Top of DATA EXTRACTS

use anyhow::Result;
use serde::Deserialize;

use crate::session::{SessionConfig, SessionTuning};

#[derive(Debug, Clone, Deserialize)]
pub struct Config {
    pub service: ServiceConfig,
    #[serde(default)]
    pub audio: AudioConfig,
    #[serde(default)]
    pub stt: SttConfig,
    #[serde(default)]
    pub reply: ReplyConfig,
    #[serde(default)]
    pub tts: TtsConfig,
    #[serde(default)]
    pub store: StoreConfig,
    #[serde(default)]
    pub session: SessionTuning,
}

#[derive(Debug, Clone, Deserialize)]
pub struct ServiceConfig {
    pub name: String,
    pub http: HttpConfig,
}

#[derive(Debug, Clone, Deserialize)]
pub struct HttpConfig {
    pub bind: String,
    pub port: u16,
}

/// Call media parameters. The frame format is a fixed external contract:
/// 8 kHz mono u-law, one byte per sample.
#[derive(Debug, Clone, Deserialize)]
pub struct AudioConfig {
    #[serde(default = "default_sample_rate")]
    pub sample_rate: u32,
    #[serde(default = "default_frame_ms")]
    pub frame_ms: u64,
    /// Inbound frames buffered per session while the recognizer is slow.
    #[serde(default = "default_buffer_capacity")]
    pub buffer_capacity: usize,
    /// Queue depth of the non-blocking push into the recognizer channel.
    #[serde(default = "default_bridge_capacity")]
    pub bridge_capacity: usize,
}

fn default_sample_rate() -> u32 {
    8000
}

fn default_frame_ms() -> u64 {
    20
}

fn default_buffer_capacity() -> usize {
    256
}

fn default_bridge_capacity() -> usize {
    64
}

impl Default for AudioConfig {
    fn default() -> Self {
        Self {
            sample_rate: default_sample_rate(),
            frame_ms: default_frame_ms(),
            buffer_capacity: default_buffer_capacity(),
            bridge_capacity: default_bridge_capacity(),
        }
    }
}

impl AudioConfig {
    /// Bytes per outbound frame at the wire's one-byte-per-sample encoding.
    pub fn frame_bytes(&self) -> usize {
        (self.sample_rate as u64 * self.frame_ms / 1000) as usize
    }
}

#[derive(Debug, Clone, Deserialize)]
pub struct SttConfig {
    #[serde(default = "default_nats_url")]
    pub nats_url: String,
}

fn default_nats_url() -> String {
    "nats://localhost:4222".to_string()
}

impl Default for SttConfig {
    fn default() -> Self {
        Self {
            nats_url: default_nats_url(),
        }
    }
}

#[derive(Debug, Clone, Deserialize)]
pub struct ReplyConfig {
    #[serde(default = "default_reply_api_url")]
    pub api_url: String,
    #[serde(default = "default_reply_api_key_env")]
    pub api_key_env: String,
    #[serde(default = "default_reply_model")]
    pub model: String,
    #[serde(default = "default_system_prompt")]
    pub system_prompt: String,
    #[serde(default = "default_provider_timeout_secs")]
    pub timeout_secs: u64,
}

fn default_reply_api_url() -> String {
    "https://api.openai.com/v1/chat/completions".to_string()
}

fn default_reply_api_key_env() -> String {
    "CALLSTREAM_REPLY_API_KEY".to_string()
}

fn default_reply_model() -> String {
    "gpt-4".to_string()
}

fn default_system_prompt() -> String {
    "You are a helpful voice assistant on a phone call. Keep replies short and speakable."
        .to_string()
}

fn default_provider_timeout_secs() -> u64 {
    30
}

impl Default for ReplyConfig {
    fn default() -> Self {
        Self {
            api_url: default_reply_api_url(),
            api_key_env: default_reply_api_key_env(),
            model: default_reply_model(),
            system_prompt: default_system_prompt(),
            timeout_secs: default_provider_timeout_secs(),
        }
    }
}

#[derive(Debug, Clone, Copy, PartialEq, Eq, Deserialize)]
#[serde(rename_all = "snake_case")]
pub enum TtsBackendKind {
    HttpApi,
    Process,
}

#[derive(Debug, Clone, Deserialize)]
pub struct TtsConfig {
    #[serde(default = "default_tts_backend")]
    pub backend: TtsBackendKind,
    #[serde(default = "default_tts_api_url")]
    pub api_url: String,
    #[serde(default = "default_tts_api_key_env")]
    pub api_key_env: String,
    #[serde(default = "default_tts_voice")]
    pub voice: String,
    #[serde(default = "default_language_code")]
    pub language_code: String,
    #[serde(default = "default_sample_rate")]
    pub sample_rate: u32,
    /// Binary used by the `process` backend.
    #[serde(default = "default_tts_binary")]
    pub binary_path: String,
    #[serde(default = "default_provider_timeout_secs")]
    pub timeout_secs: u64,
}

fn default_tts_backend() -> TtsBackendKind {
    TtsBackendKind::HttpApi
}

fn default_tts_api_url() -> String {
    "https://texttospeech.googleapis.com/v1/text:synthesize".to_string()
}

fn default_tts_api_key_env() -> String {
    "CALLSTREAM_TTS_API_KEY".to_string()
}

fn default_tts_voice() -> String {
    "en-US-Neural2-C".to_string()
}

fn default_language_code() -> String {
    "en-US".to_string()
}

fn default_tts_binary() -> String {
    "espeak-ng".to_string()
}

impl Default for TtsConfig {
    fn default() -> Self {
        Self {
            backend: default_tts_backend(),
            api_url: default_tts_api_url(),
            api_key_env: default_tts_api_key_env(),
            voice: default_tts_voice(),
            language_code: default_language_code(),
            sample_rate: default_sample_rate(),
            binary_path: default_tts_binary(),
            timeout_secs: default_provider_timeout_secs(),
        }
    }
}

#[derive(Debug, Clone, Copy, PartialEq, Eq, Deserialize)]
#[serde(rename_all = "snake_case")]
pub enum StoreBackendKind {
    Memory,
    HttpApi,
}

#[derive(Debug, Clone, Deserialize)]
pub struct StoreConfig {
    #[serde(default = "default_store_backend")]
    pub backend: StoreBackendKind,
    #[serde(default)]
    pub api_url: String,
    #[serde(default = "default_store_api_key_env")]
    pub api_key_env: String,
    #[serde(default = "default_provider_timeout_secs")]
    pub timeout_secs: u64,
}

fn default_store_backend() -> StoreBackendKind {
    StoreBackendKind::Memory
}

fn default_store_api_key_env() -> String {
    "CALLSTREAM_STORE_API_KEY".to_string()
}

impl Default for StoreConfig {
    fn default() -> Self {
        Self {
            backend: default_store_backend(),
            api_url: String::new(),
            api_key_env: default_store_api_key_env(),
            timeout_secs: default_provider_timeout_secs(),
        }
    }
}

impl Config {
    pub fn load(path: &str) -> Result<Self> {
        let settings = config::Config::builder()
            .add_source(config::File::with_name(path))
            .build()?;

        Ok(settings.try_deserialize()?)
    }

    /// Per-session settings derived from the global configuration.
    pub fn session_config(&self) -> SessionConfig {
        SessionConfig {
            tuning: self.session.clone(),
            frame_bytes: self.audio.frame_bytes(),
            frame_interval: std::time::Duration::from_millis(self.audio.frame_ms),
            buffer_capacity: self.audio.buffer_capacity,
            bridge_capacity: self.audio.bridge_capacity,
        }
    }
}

Bottom of DATA EXTRACTS

Determine how many lines in the records above have the string "HttpConfig". Only the number should be returned.

### RESPONSE:
2